● **Work item**
Repeat the lines of the data that follow, please, starting at the first and stopping after the one with "use axum::routing::get;".

● **The records**
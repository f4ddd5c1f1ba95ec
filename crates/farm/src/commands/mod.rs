//! Command handlers, one module per subcommand.

pub mod completion;
pub mod config_cmd;
pub mod export;
pub mod import;
pub mod init;
pub mod next_number;
pub mod search;
pub mod serve;
pub mod stats;
pub mod user;
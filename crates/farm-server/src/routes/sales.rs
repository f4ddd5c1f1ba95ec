//! `/api/sales-orders`

use axum::Router;
use axum::extract::State;
use axum::routing::get;
use serde::Serialize;

use farm_core::sales::SalesOrder;
use farm_report::sales::{SalesSummary, sales_summary};
use farm_storage::records::sales::next_order_number;

use crate::envelope::{ApiQuery, ApiResponse};
use crate::error::ApiResult;
use crate::query::RangeParams;
use crate::routes::records::resource;
use crate::state::AppState;

const BASE: &str = "/api/sales-orders";

#[derive(Debug, Serialize)]
#[serde(rename_all = "camelCase")]
pub struct NextOrderNumber {
    pub order_number: String,
}

async fn next_order(State(state): State<AppState>) -> ApiResult<ApiResponse<NextOrderNumber>> {
    let order_number = state
        .blocking(|s| Ok(next_order_number(s.store(), &s.config.numbering)?))
        .await?;
    Ok(ApiResponse::ok(NextOrderNumber { order_number }))
}

async fn summary(
    State(state): State<AppState>,
    ApiQuery(params): ApiQuery<RangeParams>,
) -> ApiResult<ApiResponse<SalesSummary>> {
    let summary = state
        .blocking(move |s| Ok(sales_summary(s.store(), params.range())?))
        .await?;
    Ok(ApiResponse::ok(summary))
}

pub fn routes() -> Router<AppState> {
    resource::<SalesOrder>(BASE)
        .route(&format!("{BASE}/next-order-number"), get(next_order))
        .route(&format!("{BASE}/summary"), get(summary))
}
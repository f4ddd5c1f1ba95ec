//! `farm stats` -- the dashboard, in the terminal.

use anyhow::Result;

use farm_core::dates::today;
use farm_report::dashboard::{Dashboard, dashboard};

use crate::cli::StatsArgs;
use crate::context::RuntimeContext;
use crate::output::{amount, output_json, percent};

pub fn run(ctx: &RuntimeContext, args: &StatsArgs) -> Result<()> {
    let (store, _) = ctx.open_store()?;
    let board = dashboard(&store, args.range.range(), today())?;

    if ctx.json {
        output_json(&board)
    } else {
        if !ctx.quiet {
            print_dashboard(&board);
        }
        Ok(())
    }
}

fn print_dashboard(d: &Dashboard) {
    let cur = &d.currency;
    match (d.range.from, d.range.to) {
        (None, None) => println!("{}", d.farm_name),
        (from, to) => println!(
            "{} ({} to {})",
            d.farm_name,
            from.map(|f| f.to_string()).unwrap_or_else(|| "start".into()),
            to.map(|t| t.to_string()).unwrap_or_else(|| "today".into()),
        ),
    }
    println!();

    let e = &d.eggs;
    println!("Eggs");
    println!("  Collected:     {} ({} good, {} broken)", e.total_eggs, e.good_eggs, e.broken_eggs);
    println!("  Grades A/B/C:  {}/{}/{}", e.grade_a, e.grade_b, e.grade_c);
    println!("  Damage rate:   {}", percent(e.damage_rate));
    println!("  Per day:       {}", amount(e.average_per_day));
    if let Some(best) = &e.best_day {
        println!("  Best day:      {} ({})", best.date, best.total_eggs);
    }
    println!();

    let s = &d.sales;
    println!("Sales");
    println!("  Orders:        {}", s.orders);
    println!("  Revenue:       {} {cur}", amount(s.revenue));
    println!("  Collected:     {} {cur}", amount(s.collected));
    println!("  Outstanding:   {} {cur}", amount(s.outstanding));
    println!();

    let f = &d.feed;
    println!("Feed");
    println!("  Stock value:   {} {cur}", amount(f.total_stock_value));
    println!("  Used:          {}", amount(f.total_used));
    if !f.low_stock.is_empty() {
        println!("  Low stock:     {}", f.low_stock.join(", "));
    }
    println!();

    let fin = &d.finance;
    println!("Finance");
    println!("  Income:        {} {cur}", amount(fin.income));
    println!("  Expenses:      {} {cur}", amount(fin.expense));
    println!("  Net:           {} {cur}", amount(fin.net));
    println!();

    let t = &d.tasks;
    println!("Tasks");
    println!("  Total:         {}", t.total);
    println!("  Overdue:       {}", t.overdue);
    println!("  Completion:    {}", percent(t.completion_rate));

    if !d.recent_activity.is_empty() {
        println!();
        println!("Recent activity");
        for a in &d.recent_activity {
            println!(
                "  {}  {:<8} {} {}  by {}",
                a.created_at.format("%Y-%m-%d %H:%M"),
                a.action.to_string(),
                a.collection,
                a.summary,
                a.actor
            );
        }
    }
}
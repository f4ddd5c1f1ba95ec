//! Route table.

pub mod auth;
pub mod eggs;
pub mod feed;
pub mod finance;
pub mod health;
pub mod records;
pub mod reports;
pub mod sales;
pub mod tasks;
pub mod users;

use axum::Router;
use axum::http::Uri;
use axum::middleware;
use tower::ServiceBuilder;
use tower_http::cors::CorsLayer;
use tower_http::trace::TraceLayer;

use crate::auth::require_auth;
use crate::error::ApiError;
use crate::state::AppState;

async fn no_route(uri: Uri) -> ApiError {
    ApiError::NotFound(format!("no route for {}", uri.path()))
}

/// The full API. Everything outside `/health`, login and register sits
/// behind [`require_auth`].
pub fn router(state: AppState) -> Router {
    let protected = Router::new()
        .merge(auth::routes())
        .merge(eggs::routes())
        .merge(sales::routes())
        .merge(feed::routes())
        .merge(finance::routes())
        .merge(tasks::routes())
        .merge(reports::routes())
        .merge(users::routes())
        .route_layer(middleware::from_fn_with_state(state.clone(), require_auth));

    Router::new()
        .merge(health::routes())
        .merge(auth::public_routes())
        .merge(protected)
        .fallback(no_route)
        .layer(
            ServiceBuilder::new()
                .layer(TraceLayer::new_for_http())
                .layer(CorsLayer::permissive()),
        )
        .with_state(state)
}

● **Response area**
repository f4ddd5c1f1ba95ec
filename crates/farm/src/commands/mod.rs
//! Command handlers, one module per subcommand.

pub mod completion;
pub mod config_cmd;
pub mod export;
pub mod import;
pub mod init;
pub mod next_number;
pub mod search;
pub mod serve;
pub mod stats;
pub mod user;
filename crates/farm-server/src/routes/sales.rs
repository f4ddd5c1f1ba95ec
//! `/api/sales-orders`

use axum::Router;
use axum::extract::State;
use axum::routing::get;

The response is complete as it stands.